As Amends the Law Today


SECTION 1.
 The Legislature finds and declares the following:
(a) From 1993 through 2000, Industrial Welfare Commission Wage Orders 4 and 5 contained special meal period waiver rules for employees in the health care industry. Employees were allowed to waive voluntarily one of the two meal periods on shifts exceeding 12 hours. On June 30, 2000, the Industrial Welfare Commission adopted regulations allowing those rules to continue in place. Since that time, employees in the health care industry and their employers have relied on those rules to allow employees to waive voluntarily one of their two meal periods on shifts exceeding 12 hours.
(b) Given the uncertainty caused by a recent appellate court decision, Gerard v.

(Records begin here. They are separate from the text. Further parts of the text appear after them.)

#![allow(dead_code)]

use std::collections::HashMap;
use std::sync::{Arc, Mutex};
use std::time::Duration;

use async_trait::async_trait;
use chrono::{DateTime, Utc};
use serde_json::{json, Value};
use tokio::sync::Semaphore;

use notify_dispatcher::{
    ChannelError, Channels, Dispatcher, DispatcherConfig, EmailChannel, EmailContact, EmailMessage,
    InMemoryOutbox, LocalLock, MerchantId, OutboxEvent, OutboxStatus, OutboxStore, PushChannel,
    PushMessage, RecipientDirectory, SendReport, SmsChannel, SmsMessage, TickOutcome, TickReport,
};

/// Fake collaborators that record every call and can be told to fail.
#[derive(Default)]
pub struct Recorder {
    pub pushes: Mutex<Vec<(PushMessage, Vec<String>)>>,
    pub topic_pushes: Mutex<Vec<PushMessage>>,
    pub sms: Mutex<Vec<SmsMessage>>,
    pub emails: Mutex<Vec<EmailMessage>>,
    pub push_error: Mutex<Option<String>>,
    pub sms_error: Mutex<Option<String>>,
    pub email_error: Mutex<Option<String>>,
    pub segments: Mutex<HashMap<String, Vec<String>>>,
    pub contacts: Mutex<Vec<EmailContact>>,
    pub merchant_names: Mutex<HashMap<String, String>>,
    pub push_gate: Mutex<Option<Arc<Semaphore>>>,
}

impl Recorder {
    pub fn fail_push(&self, message: &str) {
        *self.push_error.lock().unwrap() = Some(message.to_string());
    }

    pub fn fail_email(&self, message: &str) {
        *self.email_error.lock().unwrap() = Some(message.to_string());
    }

    pub fn add_segment(&self, segment_id: &str, customers: &[&str]) {
        self.segments.lock().unwrap().insert(
            segment_id.to_string(),
            customers.iter().map(|c| c.to_string()).collect(),
        );
    }

    pub fn add_contact(&self, customer_id: &str, email: &str, name: Option<&str>) {
        self.contacts.lock().unwrap().push(EmailContact {
            customer_id: customer_id.to_string(),
            email: email.to_string(),
            name: name.map(str::to_string),
        });
    }

    /// Make push calls wait for a permit on the returned gate.
    pub fn hold_push(&self) -> Arc<Semaphore> {
        let gate = Arc::new(Semaphore::new(0));
        *self.push_gate.lock().unwrap() = Some(gate.clone());
        gate
    }

    async fn pass_push_gate(&self) {
        let gate = self.push_gate.lock().unwrap().clone();
        if let Some(gate) = gate {
            let _permit = gate.acquire().await.unwrap();
        }
    }

    /// Total number of provider calls of any kind.
    pub fn calls(&self) -> usize {
        self.pushes.lock().unwrap().len()
            + self.topic_pushes.lock().unwrap().len()
            + self.sms.lock().unwrap().len()
            + self.emails.lock().unwrap().len()
    }

    fn check(slot: &Mutex<Option<String>>) -> Result<(), ChannelError> {
        match slot.lock().unwrap().as_ref() {
            Some(message) => Err(ChannelError::new(message.clone())),
            None => Ok(()),
        }
    }
}

#[async_trait]
impl PushChannel for Recorder {
    async fn send_to_customers(
        &self,
        message: &PushMessage,
        customer_ids: &[String],
    ) -> Result<SendReport, ChannelError> {
        self.pass_push_gate().await;
        Self::check(&self.push_error)?;
        self.pushes
            .lock()
            .unwrap()
            .push((message.clone(), customer_ids.to_vec()));
        let n = customer_ids.len() as u64;
        Ok(SendReport::new(n, n, 0))
    }

    async fn send_to_topic(&self, message: &PushMessage) -> Result<bool, ChannelError> {
        self.pass_push_gate().await;
        Self::check(&self.push_error)?;
        self.topic_pushes.lock().unwrap().push(message.clone());
        Ok(true)
    }
}

#[async_trait]
impl SmsChannel for Recorder {
    async fn send_bulk(&self, message: &SmsMessage) -> Result<SendReport, ChannelError> {
        Self::check(&self.sms_error)?;
        self.sms.lock().unwrap().push(message.clone());
        let n = message.recipients.len() as u64;
        Ok(SendReport::new(n, n, 0))
    }
}

#[async_trait]
impl EmailChannel for Recorder {
    async fn send(&self, message: &EmailMessage) -> Result<bool, ChannelError> {
        Self::check(&self.email_error)?;
        self.emails.lock().unwrap().push(message.clone());
        Ok(true)
    }
}

#[async_trait]
impl RecipientDirectory for Recorder {
    async fn segment_customers(
        &self,
        _merchant_id: &MerchantId,
        segment_id: &str,
    ) -> Result<Vec<String>, ChannelError> {
        Ok(self
            .segments
            .lock()
            .unwrap()
            .get(segment_id)
            .cloned()
            .unwrap_or_default())
    }

    async fn email_contacts(
        &self,
        _merchant_id: &MerchantId,
        customer_ids: &[String],
    ) -> Result<Vec<EmailContact>, ChannelError> {
        Ok(self
            .contacts
            .lock()
            .unwrap()
            .iter()
            .filter(|c| customer_ids.contains(&c.customer_id))
            .cloned()
            .collect())
    }

    async fn merchant_name(&self, merchant_id: &MerchantId) -> Result<Option<String>, ChannelError> {
        Ok(self.merchant_names.lock().unwrap().get(&merchant_id.0).cloned())
    }
}

pub struct Harness {
    pub dispatcher: Arc<Dispatcher>,
    pub store: Arc<InMemoryOutbox>,
    pub lock: Arc<LocalLock>,
    pub recorder: Arc<Recorder>,
}

impl Harness {
    pub fn new(config: DispatcherConfig) -> Self {
        let store = Arc::new(InMemoryOutbox::new());
        let lock = Arc::new(LocalLock::new());
        let recorder = Arc::new(Recorder::default());
        let dispatcher = Dispatcher::new(config, store.clone(), lock.clone(), channels(&recorder));
        Self {
            dispatcher: Arc::new(dispatcher),
            store,
            lock,
            recorder,
        }
    }

    pub async fn insert(&self, event: OutboxEvent) {
        self.store.insert(event).await;
    }

    pub async fn row(&self, id: &str) -> OutboxEvent {
        self.store
            .get(&notify_dispatcher::EventId(id.to_string()))
            .await
            .expect("row exists")
    }

    /// Poll until the row reaches `status`.
    pub async fn wait_for(&self, id: &str, status: OutboxStatus) {
        for _ in 0..400 {
            if self.row(id).await.status == status {
                return;
            }
            tokio::time::sleep(Duration::from_millis(5)).await;
        }
        panic!("{id} never reached {status:?}");
    }

    /// Run one tick and expect it to complete.
    pub async fn tick(&self) -> TickReport {
        match self.dispatcher.tick().await.expect("tick succeeds") {
            TickOutcome::Completed(report) => report,
            TickOutcome::Skipped(reason) => panic!("tick skipped: {reason:?}"),
        }
    }
}

pub fn channels(recorder: &Arc<Recorder>) -> Channels {
    Channels {
        push: recorder.clone(),
        sms: recorder.clone(),
        email: recorder.clone(),
        recipients: recorder.clone(),
    }
}

/// Enabled, production-mode config with defaults suitable for tests.
pub fn config() -> DispatcherConfig {
    DispatcherConfig {
        enabled: true,
        tick_interval: Duration::from_millis(10),
        shutdown_timeout: Duration::from_secs(5),
        ..Default::default()
    }
}

pub fn broadcast(id: &str, merchant: &str, payload: Value) -> OutboxEvent {
    OutboxEvent::new(id, merchant, "notify.broadcast", payload)
}

pub fn topic_push(id: &str, merchant: &str) -> OutboxEvent {
    broadcast(
        id,
        merchant,
        json!({ "channel": "PUSH", "template": { "subject": id, "text": "hello" } }),
    )
}

pub fn test_send(id: &str, merchant: &str, channel: &str, to: &str) -> OutboxEvent {
    OutboxEvent::new(
        id,
        merchant,
        "notify.test",
        json!({ "channel": channel, "to": to, "template": { "subject": "Hi", "text": "Test body" } }),
    )
}

pub fn ago(seconds: i64) -> DateTime<Utc> {
    Utc::now() - chrono::Duration::seconds(seconds)
}

/// Store whose every query fails.
pub struct BrokenStore;

#[async_trait]
impl OutboxStore for BrokenStore {
    async fn fetch_due(
        &self,
        _namespace: &str,
        _now: DateTime<Utc>,
        _limit: usize,
    ) -> Result<Vec<OutboxEvent>, notify_dispatcher::StoreError> {
        Err(notify_dispatcher::StoreError::Backend("connection refused".into()))
    }

    async fn claim(
        &self,
        _id: &notify_dispatcher::EventId,
        _now: DateTime<Utc>,
    ) -> Result<bool, notify_dispatcher::StoreError> {
        Err(notify_dispatcher::StoreError::Backend("connection refused".into()))
    }

    async fn resolve(
        &self,
        _id: &notify_dispatcher::EventId,
        _transition: &notify_dispatcher::Transition,
        _now: DateTime<Utc>,
    ) -> Result<bool, notify_dispatcher::StoreError> {
        Err(notify_dispatcher::StoreError::Backend("connection refused".into()))
    }

    async fn recover_stale(
        &self,
        _namespace: &str,
        _stale_before: DateTime<Utc>,
        _now: DateTime<Utc>,
    ) -> Result<u64, notify_dispatcher::StoreError> {
        Err(notify_dispatcher::StoreError::Backend("connection refused".into()))
    }
}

Orange Coast Memorial Medical Center (2015) 234 Cal.App.4th 285, without immediate clarification, hospitals will alter scheduling practices.

SEC. 2.

 Section 516 of the Labor Code is amended to read:

516.
 (a) Except as provided in Section 512, the Industrial Welfare Commission may adopt or amend working condition orders with respect to break periods, meal periods, and days of rest for any workers in California consistent with the health and welfare of those workers.
(b) Notwithstanding subdivision (a), or any other law, including Section 512, the health care employee meal period waiver provisions in Section 11(D) of Industrial Welfare Commission Wage Orders 4 and 5 were valid and enforceable on and after October 1, 2000, and continue to be valid and enforceable. This subdivision is declarative of, and clarifies, existing law.
SEC. 3.
 This act is an urgency statute necessary for the immediate preservation of the public peace, health, or safety within the meaning of Article IV of the Constitution and shall go into immediate effect. The facts constituting the necessity are:
In order to confirm and clarify the law applicable to meal period waivers for employees in the health care industry throughout the state, it is necessary that this act take effect immediately.